* _Exercise directions_: The lines you return should be those containing the string "into", taken from the data below.

* _Data in this exercise_:
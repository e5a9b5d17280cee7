//! The optimizer loop.
//!
//! Each iteration reads the scheduler's current level, samples a batch,
//! computes the averaged analytic gradient, applies one step and reports the
//! outcome back to the scheduler. A diverged batch leaves the parameters
//! untouched.

use gradpilot_control::{
    Checkpoint, CheckpointMeta, ControllerConfig, Normalizer, ParamStore, Policy,
};
use gradpilot_eval::{EvalConfig, Evaluator, MetricsReport};
use gradpilot_model::Dynamics;
use gradpilot_reference::Trajectory;
use rand::SeedableRng;
use rand::rngs::StdRng;
use serde::{Deserialize, Serialize};

use crate::curriculum::{CurriculumConfig, CurriculumScheduler, Outcome, Transition};
use crate::difficulty::DifficultyLevel;
use crate::error::{Result, RolloutError, TrainError};
use crate::events::{EventSink, TrainingEvent};
use crate::optimizer::{Optimizer, OptimizerConfig};
use crate::rollout::RolloutEngine;
use crate::sampler::{BatchSampler, SamplerConfig};

#[derive(Debug, Clone, PartialEq, Serialize, Deserialize)]
#[serde(default)]
pub struct TrainerConfig {
    /// Iteration budget.
    pub iterations: usize,
    pub seed: u64,
    /// Evaluate on the test split every N iterations (0 disables).
    pub eval_every: usize,
    /// Print progress every N iterations.
    pub print_every: usize,
    /// Stop early once the curriculum is complete.
    pub stop_when_complete: bool,
    /// Controller inputs sampled to fit the normalizer.
    pub normalizer_samples: usize,
}

impl Default for TrainerConfig {
    fn default() -> Self {
        Self {
            iterations: 2000,
            seed: 0,
            eval_every: 100,
            print_every: 10,
            stop_when_complete: true,
            normalizer_samples: 512,
        }
    }
}

/// Trainer, optimizer, curriculum and sampler configuration.
#[derive(Debug, Clone, Default, PartialEq, Serialize, Deserialize)]
#[serde(default)]
pub struct TrainingSettings {
    pub trainer: TrainerConfig,
    pub optimizer: OptimizerConfig,
    pub curriculum: CurriculumConfig,
    pub sampler: SamplerConfig,
}

#[derive(Debug, Clone, PartialEq, Serialize, Deserialize)]
pub struct TrainingSummary {
    pub iterations: usize,
    pub final_level: usize,
    pub num_levels: usize,
    /// Terminal level reached with the advance criterion satisfied.
    pub completed: bool,
    pub diverged_iterations: usize,
    /// Mean tracking loss of every non-diverged iteration.
    pub loss_history: Vec<f64>,
    pub best_eval: Option<MetricsReport>,
}

impl TrainingSummary {
    pub fn final_loss(&self) -> Option<f64> {
        self.loss_history.last().copied()
    }
}

struct EvalSetup<'a, D> {
    dynamics: &'a D,
    trajectories: &'a [Trajectory],
    config: EvalConfig,
}

/// Trains on `D`; evaluates on `E`, which defaults to the training dynamics
/// and may be a different model (e.g. the true vehicle behind a learnt one).
pub struct Trainer<'a, D: Dynamics, E: Dynamics = D> {
    dynamics: &'a D,
    policy: Policy,
    template: ParamStore,
    flat: Vec<f64>,
    optimizer: Optimizer,
    scheduler: CurriculumScheduler,
    sampler: BatchSampler<'a, D>,
    config: TrainerConfig,
    evaluation: Option<EvalSetup<'a, E>>,
    best: Option<(ParamStore, MetricsReport)>,
    iteration: usize,
    diverged_iterations: usize,
    loss_history: Vec<f64>,
}

/// Controller inputs at sampled initial states and along the sampled
/// reference segments.
fn normalizer_samples<D: Dynamics>(
    policy: &Policy,
    sampler: &mut BatchSampler<'_, D>,
    level: &DifficultyLevel,
    n: usize,
) -> Vec<Vec<f64>> {
    let w = policy.max_window();
    let mut samples = Vec::with_capacity(n);
    while samples.len() < n {
        for task in sampler.sample(level) {
            samples.push(policy.features(&task.initial_state, &task.segment.window(1, w)));
            let stride = (task.segment.len() / 4).max(1);
            for t in (stride..task.segment.len()).step_by(stride) {
                let state = sampler.perturb(task.segment.state(t), level.perturbation);
                samples.push(policy.features(&state, &task.segment.window(t + 1, w)));
            }
        }
    }
    samples.truncate(n);
    samples
}

impl<'a, D: Dynamics> Trainer<'a, D> {
    /// Build a fresh policy, fit its input normalizer on the training split
    /// at the hardest level, and initialize the parameters from the seed.
    pub fn new(
        dynamics: &'a D,
        controller: ControllerConfig,
        trajectories: &'a [Trajectory],
        settings: TrainingSettings,
    ) -> Result<Self> {
        let mut policy = Policy::new(controller, dynamics)?;
        let seed = settings.trainer.seed;

        if policy.config().normalize_inputs && settings.trainer.normalizer_samples > 0 {
            let levels = settings.curriculum.resolve_levels();
            let hardest = levels
                .last()
                .ok_or_else(|| TrainError::Configuration("curriculum has no levels".into()))?;
            hardest.validate(policy.max_window())?;
            let mut sampler = BatchSampler::new(
                dynamics,
                trajectories,
                settings.sampler.clone(),
                seed.wrapping_add(2),
            )?;
            let samples = normalizer_samples(
                &policy,
                &mut sampler,
                hardest,
                settings.trainer.normalizer_samples,
            );
            let normalizer = Normalizer::fit(&samples, policy.config().min_std)?;
            policy.set_normalizer(normalizer)?;
        }

        let params = policy.initialize(&mut StdRng::seed_from_u64(seed))?;
        Self::from_parts(dynamics, policy, params, trajectories, settings)
    }

    /// Continue from an existing policy and parameters (e.g. a checkpoint).
    pub fn from_parts(
        dynamics: &'a D,
        policy: Policy,
        params: ParamStore,
        trajectories: &'a [Trajectory],
        settings: TrainingSettings,
    ) -> Result<Self> {
        RolloutEngine::new(dynamics, &policy)?;
        policy.check_params(&params)?;
        let scheduler = CurriculumScheduler::new(settings.curriculum, policy.max_window())?;
        let sampler = BatchSampler::new(
            dynamics,
            trajectories,
            settings.sampler,
            settings.trainer.seed.wrapping_add(1),
        )?;
        let optimizer = Optimizer::new(&settings.optimizer)?;
        Ok(Self {
            dynamics,
            flat: params.to_flat(),
            template: params,
            policy,
            optimizer,
            scheduler,
            sampler,
            config: settings.trainer,
            evaluation: None,
            best: None,
            iteration: 0,
            diverged_iterations: 0,
            loss_history: Vec::new(),
        })
    }

}

impl<'a, D: Dynamics, E: Dynamics> Trainer<'a, D, E> {
    /// Periodically evaluate on `trajectories`, keeping the best parameters.
    ///
    /// `dynamics` may carry different physical parameters than training, or
    /// be another model of the same vehicle altogether. Replacing the
    /// evaluation forgets the best parameters found so far.
    pub fn with_evaluation<F: Dynamics>(
        self,
        dynamics: &'a F,
        trajectories: &'a [Trajectory],
        config: EvalConfig,
    ) -> Result<Trainer<'a, D, F>> {
        Evaluator::new(dynamics, &self.policy, config.clone())?;
        if trajectories.is_empty() {
            return Err(TrainError::Configuration("no evaluation trajectories".into()));
        }
        Ok(Trainer {
            dynamics: self.dynamics,
            policy: self.policy,
            template: self.template,
            flat: self.flat,
            optimizer: self.optimizer,
            scheduler: self.scheduler,
            sampler: self.sampler,
            config: self.config,
            evaluation: Some(EvalSetup {
                dynamics,
                trajectories,
                config,
            }),
            best: None,
            iteration: self.iteration,
            diverged_iterations: self.diverged_iterations,
            loss_history: self.loss_history,
        })
    }

    pub fn policy(&self) -> &Policy {
        &self.policy
    }

    pub fn scheduler(&self) -> &CurriculumScheduler {
        &self.scheduler
    }

    pub fn config(&self) -> &TrainerConfig {
        &self.config
    }

    pub fn iteration(&self) -> usize {
        self.iteration
    }

    pub fn flat_params(&self) -> &[f64] {
        &self.flat
    }

    /// Current parameters as named tensors.
    pub fn params(&self) -> Result<ParamStore> {
        let mut params = self.template.clone();
        params.set_flat(&self.flat)?;
        Ok(params)
    }

    pub fn best(&self) -> Option<(&ParamStore, &MetricsReport)> {
        self.best.as_ref().map(|(p, r)| (p, r))
    }

    pub fn loss_history(&self) -> &[f64] {
        &self.loss_history
    }

    /// Run one iteration.
    pub fn step(&mut self, sink: &mut dyn EventSink) -> Result<Transition> {
        let level = self.scheduler.current_level().clone();
        let level_index = self.scheduler.level_index();
        let tasks = self.sampler.sample(&level);
        let engine = RolloutEngine::new(self.dynamics, &self.policy)?;

        let outcome = match engine.batch_gradient(&self.flat, &tasks, &level) {
            Ok(batch) => {
                let grad_norm = self.optimizer.apply(&mut self.flat, &batch.gradient)?;
                self.loss_history.push(batch.tracking_loss);
                sink.emit(&TrainingEvent::Iteration {
                    iteration: self.iteration,
                    level: level_index,
                    horizon: level.horizon,
                    loss: batch.loss,
                    tracking_loss: batch.tracking_loss,
                    grad_norm,
                })?;
                let sampler = self.sampler.config();
                if sampler.self_play > 0.0 && self.iteration % sampler.collect_every == 0 {
                    self.sampler.collect(&tasks, &batch.rollouts);
                }
                Outcome::stable(batch.tracking_loss)
            }
            Err(RolloutError::NumericDivergence { step }) => {
                self.diverged_iterations += 1;
                sink.emit(&TrainingEvent::Diverged {
                    iteration: self.iteration,
                    level: level_index,
                    step,
                })?;
                Outcome::diverged()
            }
            Err(e) => return Err(e.into()),
        };

        let transition = self.scheduler.report(outcome);
        match transition {
            Transition::Advance { from, to } | Transition::Regress { from, to } => {
                sink.emit(&TrainingEvent::LevelChanged {
                    iteration: self.iteration,
                    from,
                    to,
                })?;
            }
            Transition::Stagnated { level, iterations } => {
                sink.emit(&TrainingEvent::Stagnation {
                    iteration: self.iteration,
                    level,
                    iterations_at_level: iterations,
                })?;
            }
            Transition::Hold => {}
        }

        self.iteration += 1;
        if self.config.eval_every > 0 && self.iteration % self.config.eval_every == 0 {
            self.evaluate(sink)?;
        }
        Ok(transition)
    }

    /// Evaluate the current parameters if an evaluation set is configured,
    /// and keep them if they are the best so far.
    pub fn evaluate(&mut self, sink: &mut dyn EventSink) -> Result<Option<MetricsReport>> {
        let Some(setup) = &self.evaluation else {
            return Ok(None);
        };
        let mut config = setup.config.clone();
        if let Some(threshold) = self.scheduler.current_level().eval_threshold {
            config.divergence_threshold = threshold;
        }
        let params = self.params()?;
        let evaluator = Evaluator::new(setup.dynamics, &self.policy, config)?;
        let report = evaluator.evaluate(&params, setup.trajectories)?;

        let best = self
            .best
            .as_ref()
            .map_or(true, |(_, b)| report.is_better_than(b));
        sink.emit(&TrainingEvent::Evaluation {
            iteration: self.iteration,
            level: self.scheduler.level_index(),
            n_episodes: report.n_episodes,
            n_failed: report.n_failed,
            mean_position_rmse: report.mean_position_rmse,
            mean_steps_survived: report.mean_steps_survived,
            best,
        })?;
        if best {
            self.best = Some((params, report.clone()));
        }
        Ok(Some(report))
    }

    /// Iterate until the budget is spent or, if configured, the curriculum
    /// is complete. Ends with an evaluation when one is configured.
    pub fn run(&mut self, sink: &mut dyn EventSink) -> Result<TrainingSummary> {
        while self.iteration < self.config.iterations {
            if self.config.stop_when_complete && self.scheduler.is_complete() {
                break;
            }
            self.step(sink)?;
        }

        let every = self.config.eval_every;
        let evaluated_last = every > 0 && self.iteration > 0 && self.iteration % every == 0;
        if !evaluated_last {
            self.evaluate(sink)?;
        }
        sink.emit(&TrainingEvent::Finished {
            iterations: self.iteration,
            level: self.scheduler.level_index(),
            completed: self.scheduler.is_complete(),
            diverged_iterations: self.diverged_iterations,
        })?;
        sink.flush()?;
        Ok(self.summary())
    }

    pub fn summary(&self) -> TrainingSummary {
        TrainingSummary {
            iterations: self.iteration,
            final_level: self.scheduler.level_index(),
            num_levels: self.scheduler.num_levels(),
            completed: self.scheduler.is_complete(),
            diverged_iterations: self.diverged_iterations,
            loss_history: self.loss_history.clone(),
            best_eval: self.best.as_ref().map(|(_, r)| r.clone()),
        }
    }

    fn meta(&self, report: Option<&MetricsReport>) -> CheckpointMeta {
        CheckpointMeta {
            iterations: self.iteration,
            level: self.scheduler.level_index(),
            train_loss: self.loss_history.last().copied(),
            eval_rmse: report.map(|r| r.mean_position_rmse),
            eval_failures: report.map(|r| r.n_failed),
        }
    }

    /// Checkpoint of the current parameters.
    pub fn checkpoint(&self) -> Result<Checkpoint> {
        Ok(Checkpoint::new(&self.policy, &self.params()?, self.meta(None)))
    }

    /// Checkpoint of the best evaluated parameters, if any evaluation ran.
    pub fn best_checkpoint(&self) -> Option<Checkpoint> {
        self.best
            .as_ref()
            .map(|(params, report)| Checkpoint::new(&self.policy, params, self.meta(Some(report))))
    }
}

* _Expected answer_:
                .ok_or_else(|| TrainError::Configuration("curriculum has no levels".into()))?;
            return Err(TrainError::Configuration("no evaluation trajectories".into()));
            Err(e) => return Err(e.into()),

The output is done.